Stored data entries:
----

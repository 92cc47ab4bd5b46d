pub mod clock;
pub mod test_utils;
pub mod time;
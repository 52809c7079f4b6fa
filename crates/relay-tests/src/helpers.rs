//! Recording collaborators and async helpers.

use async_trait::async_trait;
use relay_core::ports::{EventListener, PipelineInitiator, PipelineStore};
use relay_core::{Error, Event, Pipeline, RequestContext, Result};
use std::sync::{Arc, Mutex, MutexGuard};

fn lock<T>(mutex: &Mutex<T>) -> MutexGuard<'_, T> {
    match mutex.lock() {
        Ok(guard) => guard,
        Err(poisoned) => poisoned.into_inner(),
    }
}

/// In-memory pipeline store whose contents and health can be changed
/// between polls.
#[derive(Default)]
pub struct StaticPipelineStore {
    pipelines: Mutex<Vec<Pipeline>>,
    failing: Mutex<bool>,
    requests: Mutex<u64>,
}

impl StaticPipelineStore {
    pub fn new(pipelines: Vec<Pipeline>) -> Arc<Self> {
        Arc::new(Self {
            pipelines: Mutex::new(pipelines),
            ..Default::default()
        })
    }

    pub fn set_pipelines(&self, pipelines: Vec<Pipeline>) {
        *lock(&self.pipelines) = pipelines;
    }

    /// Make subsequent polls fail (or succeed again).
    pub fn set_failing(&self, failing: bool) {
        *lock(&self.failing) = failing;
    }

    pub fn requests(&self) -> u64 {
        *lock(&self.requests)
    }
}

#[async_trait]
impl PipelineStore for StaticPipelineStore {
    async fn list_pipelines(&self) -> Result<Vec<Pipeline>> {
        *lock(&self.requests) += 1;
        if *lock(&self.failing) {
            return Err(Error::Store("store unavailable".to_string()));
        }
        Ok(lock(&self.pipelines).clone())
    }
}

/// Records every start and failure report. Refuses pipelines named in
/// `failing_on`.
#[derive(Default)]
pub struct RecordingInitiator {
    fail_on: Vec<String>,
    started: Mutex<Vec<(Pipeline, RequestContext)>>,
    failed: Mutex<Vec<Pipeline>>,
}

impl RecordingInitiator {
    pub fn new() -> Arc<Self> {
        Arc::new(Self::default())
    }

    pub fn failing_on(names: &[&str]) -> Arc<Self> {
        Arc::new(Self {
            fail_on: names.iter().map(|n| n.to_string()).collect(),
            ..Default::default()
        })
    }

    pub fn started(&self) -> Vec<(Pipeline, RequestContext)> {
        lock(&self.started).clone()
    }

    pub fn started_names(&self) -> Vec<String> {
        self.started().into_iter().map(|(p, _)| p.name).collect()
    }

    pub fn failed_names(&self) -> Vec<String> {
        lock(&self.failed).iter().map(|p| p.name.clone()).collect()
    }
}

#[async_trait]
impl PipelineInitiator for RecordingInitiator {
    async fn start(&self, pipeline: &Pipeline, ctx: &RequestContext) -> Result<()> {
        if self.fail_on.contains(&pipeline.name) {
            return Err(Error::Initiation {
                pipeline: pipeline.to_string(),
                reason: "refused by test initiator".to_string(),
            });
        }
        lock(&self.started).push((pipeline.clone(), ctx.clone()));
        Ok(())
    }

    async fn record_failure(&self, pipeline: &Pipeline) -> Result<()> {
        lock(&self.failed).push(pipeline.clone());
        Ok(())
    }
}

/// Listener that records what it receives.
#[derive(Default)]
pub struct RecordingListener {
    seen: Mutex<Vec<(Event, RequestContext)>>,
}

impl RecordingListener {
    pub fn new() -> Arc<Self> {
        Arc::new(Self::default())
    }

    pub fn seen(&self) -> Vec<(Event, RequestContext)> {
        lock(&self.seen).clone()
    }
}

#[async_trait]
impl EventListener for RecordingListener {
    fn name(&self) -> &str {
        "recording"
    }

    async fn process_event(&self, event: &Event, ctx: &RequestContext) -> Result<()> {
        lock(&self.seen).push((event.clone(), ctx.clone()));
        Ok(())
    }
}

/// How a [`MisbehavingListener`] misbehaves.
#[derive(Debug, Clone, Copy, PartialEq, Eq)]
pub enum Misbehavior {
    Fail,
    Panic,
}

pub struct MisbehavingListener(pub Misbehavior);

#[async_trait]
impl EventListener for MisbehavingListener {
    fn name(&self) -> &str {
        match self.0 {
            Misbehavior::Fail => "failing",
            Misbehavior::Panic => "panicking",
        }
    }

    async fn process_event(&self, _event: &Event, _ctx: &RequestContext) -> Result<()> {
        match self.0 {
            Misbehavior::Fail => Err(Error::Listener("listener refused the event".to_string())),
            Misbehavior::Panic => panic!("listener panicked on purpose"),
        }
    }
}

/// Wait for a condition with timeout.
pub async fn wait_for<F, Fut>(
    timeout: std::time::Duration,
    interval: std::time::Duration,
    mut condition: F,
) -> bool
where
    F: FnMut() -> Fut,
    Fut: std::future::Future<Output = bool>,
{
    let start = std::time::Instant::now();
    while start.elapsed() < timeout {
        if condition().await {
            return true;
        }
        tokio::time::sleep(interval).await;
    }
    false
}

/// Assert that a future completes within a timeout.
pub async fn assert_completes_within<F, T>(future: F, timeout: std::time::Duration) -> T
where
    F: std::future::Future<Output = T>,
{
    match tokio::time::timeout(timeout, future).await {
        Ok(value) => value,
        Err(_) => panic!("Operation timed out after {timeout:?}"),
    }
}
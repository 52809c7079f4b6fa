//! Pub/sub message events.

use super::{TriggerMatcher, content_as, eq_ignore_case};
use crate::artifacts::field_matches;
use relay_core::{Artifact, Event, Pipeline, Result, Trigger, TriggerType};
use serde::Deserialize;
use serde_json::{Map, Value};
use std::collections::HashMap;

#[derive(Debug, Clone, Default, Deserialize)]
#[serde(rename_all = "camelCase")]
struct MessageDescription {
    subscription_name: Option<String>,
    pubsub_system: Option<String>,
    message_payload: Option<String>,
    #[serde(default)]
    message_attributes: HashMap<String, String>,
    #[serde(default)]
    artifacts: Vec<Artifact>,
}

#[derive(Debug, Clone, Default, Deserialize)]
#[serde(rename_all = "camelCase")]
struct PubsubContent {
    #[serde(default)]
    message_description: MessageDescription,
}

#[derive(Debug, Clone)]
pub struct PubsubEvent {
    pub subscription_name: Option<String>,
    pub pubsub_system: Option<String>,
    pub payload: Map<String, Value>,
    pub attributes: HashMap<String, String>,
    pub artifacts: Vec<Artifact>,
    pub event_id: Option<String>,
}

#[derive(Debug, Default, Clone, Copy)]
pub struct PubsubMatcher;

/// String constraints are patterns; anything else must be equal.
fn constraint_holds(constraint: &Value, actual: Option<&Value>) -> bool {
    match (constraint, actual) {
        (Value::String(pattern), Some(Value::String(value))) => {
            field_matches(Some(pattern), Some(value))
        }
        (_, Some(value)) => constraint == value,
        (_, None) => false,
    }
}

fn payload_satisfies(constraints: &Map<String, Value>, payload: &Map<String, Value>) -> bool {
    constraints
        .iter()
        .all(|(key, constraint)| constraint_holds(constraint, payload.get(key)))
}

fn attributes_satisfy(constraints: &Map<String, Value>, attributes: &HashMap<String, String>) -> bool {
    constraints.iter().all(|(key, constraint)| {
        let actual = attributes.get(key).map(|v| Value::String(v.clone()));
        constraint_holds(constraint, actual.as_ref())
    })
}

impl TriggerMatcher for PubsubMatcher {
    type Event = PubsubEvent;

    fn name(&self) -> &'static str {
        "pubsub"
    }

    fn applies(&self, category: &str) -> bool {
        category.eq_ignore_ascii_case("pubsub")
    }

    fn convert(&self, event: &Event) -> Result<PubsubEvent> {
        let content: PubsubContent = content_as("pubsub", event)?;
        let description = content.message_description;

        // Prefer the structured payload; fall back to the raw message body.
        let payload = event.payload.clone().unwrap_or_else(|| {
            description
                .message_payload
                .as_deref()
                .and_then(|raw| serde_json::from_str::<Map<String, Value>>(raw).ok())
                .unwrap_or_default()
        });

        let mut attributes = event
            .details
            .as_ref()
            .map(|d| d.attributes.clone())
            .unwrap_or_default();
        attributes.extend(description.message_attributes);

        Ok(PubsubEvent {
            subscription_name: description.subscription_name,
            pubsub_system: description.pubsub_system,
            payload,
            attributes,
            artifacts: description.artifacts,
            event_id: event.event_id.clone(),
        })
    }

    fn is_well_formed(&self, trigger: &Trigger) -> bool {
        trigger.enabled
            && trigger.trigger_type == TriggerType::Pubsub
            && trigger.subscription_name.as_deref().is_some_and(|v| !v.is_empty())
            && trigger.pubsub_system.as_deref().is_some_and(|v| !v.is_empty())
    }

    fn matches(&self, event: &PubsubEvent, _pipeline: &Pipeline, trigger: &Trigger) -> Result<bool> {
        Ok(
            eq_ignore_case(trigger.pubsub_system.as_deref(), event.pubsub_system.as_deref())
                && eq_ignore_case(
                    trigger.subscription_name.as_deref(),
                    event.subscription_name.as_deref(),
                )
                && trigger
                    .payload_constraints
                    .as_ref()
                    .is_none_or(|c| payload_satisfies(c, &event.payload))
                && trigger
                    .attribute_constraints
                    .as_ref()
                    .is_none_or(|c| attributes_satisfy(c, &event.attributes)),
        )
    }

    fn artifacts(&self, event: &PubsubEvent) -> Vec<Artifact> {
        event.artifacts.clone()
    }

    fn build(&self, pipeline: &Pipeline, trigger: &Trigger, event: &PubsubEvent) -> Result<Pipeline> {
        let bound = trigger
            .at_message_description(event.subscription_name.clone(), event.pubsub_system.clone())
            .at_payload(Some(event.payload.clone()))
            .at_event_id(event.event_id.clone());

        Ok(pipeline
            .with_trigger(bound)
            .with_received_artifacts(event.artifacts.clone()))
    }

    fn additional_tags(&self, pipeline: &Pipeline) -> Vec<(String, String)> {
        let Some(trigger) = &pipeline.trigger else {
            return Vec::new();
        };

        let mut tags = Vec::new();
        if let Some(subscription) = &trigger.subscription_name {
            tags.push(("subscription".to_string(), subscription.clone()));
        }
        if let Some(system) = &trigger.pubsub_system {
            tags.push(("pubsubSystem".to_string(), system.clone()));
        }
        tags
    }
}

----

Show a copy of each line from the records above in which the string "bool" occurs.

### Task answer
    failing: Mutex<bool>,
    pub fn set_failing(&self, failing: bool) {
) -> bool
    Fut: std::future::Future<Output = bool>,
fn constraint_holds(constraint: &Value, actual: Option<&Value>) -> bool {
fn payload_satisfies(constraints: &Map<String, Value>, payload: &Map<String, Value>) -> bool {
fn attributes_satisfy(constraints: &Map<String, Value>, attributes: &HashMap<String, String>) -> bool {
    fn applies(&self, category: &str) -> bool {
    fn is_well_formed(&self, trigger: &Trigger) -> bool {
    fn matches(&self, event: &PubsubEvent, _pipeline: &Pipeline, trigger: &Trigger) -> Result<bool> {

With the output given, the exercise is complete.